Cloning of Prevotella intermedia loci demonstrating multiple hemolytic domains.

A gene bank was created from Prevotella intermedia strain 27 chromosomal DNA, and a clone was isolated that conferred the expression of two separate modes of hemolytic activity in recombinant Escherichia coli. The original recombinant hemolytic strain (EB34) contained plasmid, pEB34, with a 5.6-kb insert from Sau 3 AI-digested P. intermedia strain 27 chromosomal DNA cloned into the Bam HI site of pUC18. EB34 and deletion subclones were tested for expression of hemolytic activity in a standard tube assay, measuring lysis of erythrocytes spectrophotometrically as a function of hemoglobin release. Cell suspensions of EB34 demonstrated a dose-dependent hemolytic activity, inhibitable by proteases, and heat treatment but not dependent on calcium ions, and not inhibitable by osmoprotectants. Cell-free lysates also demonstrated a heat inhibitable, dose dependent hemolytic activity. Sub-cloning experiments localized the hemolytic region of the insert to a 3.9-kb fragment under direction of the lac promoter.
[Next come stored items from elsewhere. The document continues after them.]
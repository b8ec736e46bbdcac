//! End-to-end pipeline: calendar text -> storage -> scheduler -> payloads.

use chrono::{Duration, TimeZone, Utc};
use gridwatch_core::{
    convert_calendar, AlertScheduler, EventDb, EventFilter, EventType,
};
use std::fs;

const ICS: &str = "BEGIN:VCALENDAR\n\
VERSION:2.0\n\
PRODID:-//gridwatch tests//EN\n\
BEGIN:VEVENT\n\
UID:fp1@test\n\
SUMMARY:Test Practice 1\n\
CATEGORIES:F1,FP1\n\
DTSTART:20260703T113000Z\n\
LOCATION:Silverstone\n\
END:VEVENT\n\
BEGIN:VEVENT\n\
UID:quali@test\n\
SUMMARY:Test Qualifying\n\
CATEGORIES:F1,Qualifying\n\
DTSTART:20260704T140000Z\n\
LOCATION:Silverstone\n\
END:VEVENT\n\
BEGIN:VEVENT\n\
UID:race@test\n\
SUMMARY:Test Grand Prix - Race\n\
CATEGORIES:F1,Grand Prix\n\
DTSTART:20260705T140000Z\n\
LOCATION:Silverstone\n\
END:VEVENT\n\
END:VCALENDAR\n";

#[test]
fn calendar_flows_through_storage_into_alerts() {
    let dir = tempfile::tempdir().unwrap();
    let calendar_path = dir.path().join("calendar.ics");
    let db_path = dir.path().join("calendar.db");
    let config_path = dir.path().join("alerts.toml");

    fs::write(&calendar_path, ICS).unwrap();
    fs::write(&config_path, "[events]\nrace = [60]\nqualifying = [30]\n").unwrap();

    assert_eq!(convert_calendar(&calendar_path, &db_path).unwrap(), 3);

    // The bot's startup load: upcoming events from storage.
    let db = EventDb::open(&db_path).unwrap();
    let boot = Utc.with_ymd_and_hms(2026, 7, 3, 12, 0, 0).unwrap();
    let events = db.upcoming_events(EventFilter::Any, boot).unwrap();
    assert_eq!(events.len(), 2); // FP1 already underway is history

    let mut sched = AlertScheduler::new(events, &config_path).unwrap();

    // 40 minutes before qualifying: its 30-minute window is not open yet.
    let now = Utc.with_ymd_and_hms(2026, 7, 4, 13, 20, 0).unwrap();
    assert!(sched.tick(now).is_empty());

    // 25 minutes before: qualifying fires, race stays quiet.
    let now = Utc.with_ymd_and_hms(2026, 7, 4, 13, 35, 0).unwrap();
    let fired = sched.tick(now);
    assert_eq!(fired.len(), 1);
    assert_eq!(fired[0].title, "Qualifying starts in 30 minutes");
    assert_eq!(fired[0].location, "Silverstone");

    // Race day: the 60-minute alert fires exactly once.
    let now = Utc.with_ymd_and_hms(2026, 7, 5, 13, 10, 0).unwrap();
    let fired = sched.tick(now);
    assert_eq!(fired.len(), 1);
    assert_eq!(fired[0].title, "Grand Prix starts in 1 hour");
    assert!(sched.tick(now + Duration::minutes(1)).is_empty());

    // After the race everything is collected.
    assert!(sched
        .tick(Utc.with_ymd_and_hms(2026, 7, 5, 16, 0, 0).unwrap())
        .is_empty());
    assert_eq!(sched.tracked_alerts(), 0);

    // Query surface agrees with storage.
    let next = db
        .next_event(EventFilter::Race, boot)
        .unwrap()
        .unwrap();
    assert_eq!(next.event_type, EventType::Race);
    assert_eq!(next.to_string(), "Silverstone: Grand Prix: 2026/07/05 10:00:00");
}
Sequence analysis of the entire insert revealed the presence of multiple open reading frames (1 to 3) in this region which correlated to different forms of hemolytic expression, such that subclones containing all open reading frames 1 to 3 demonstrated strong hemolytic phenotype on blood plates and in the tube assay. Subclones containing only ORF1 demonstrated hemolysis on plates, but not in the tube assay. Subclones containing only open reading frames 2 and 3, but not ORF1 demonstrated hemolysis in the tube assay but not on plates. Homology searches of DNA and protein databases have not revealed significant homologies with reported hemolysins or proteins in any of the open reading frames.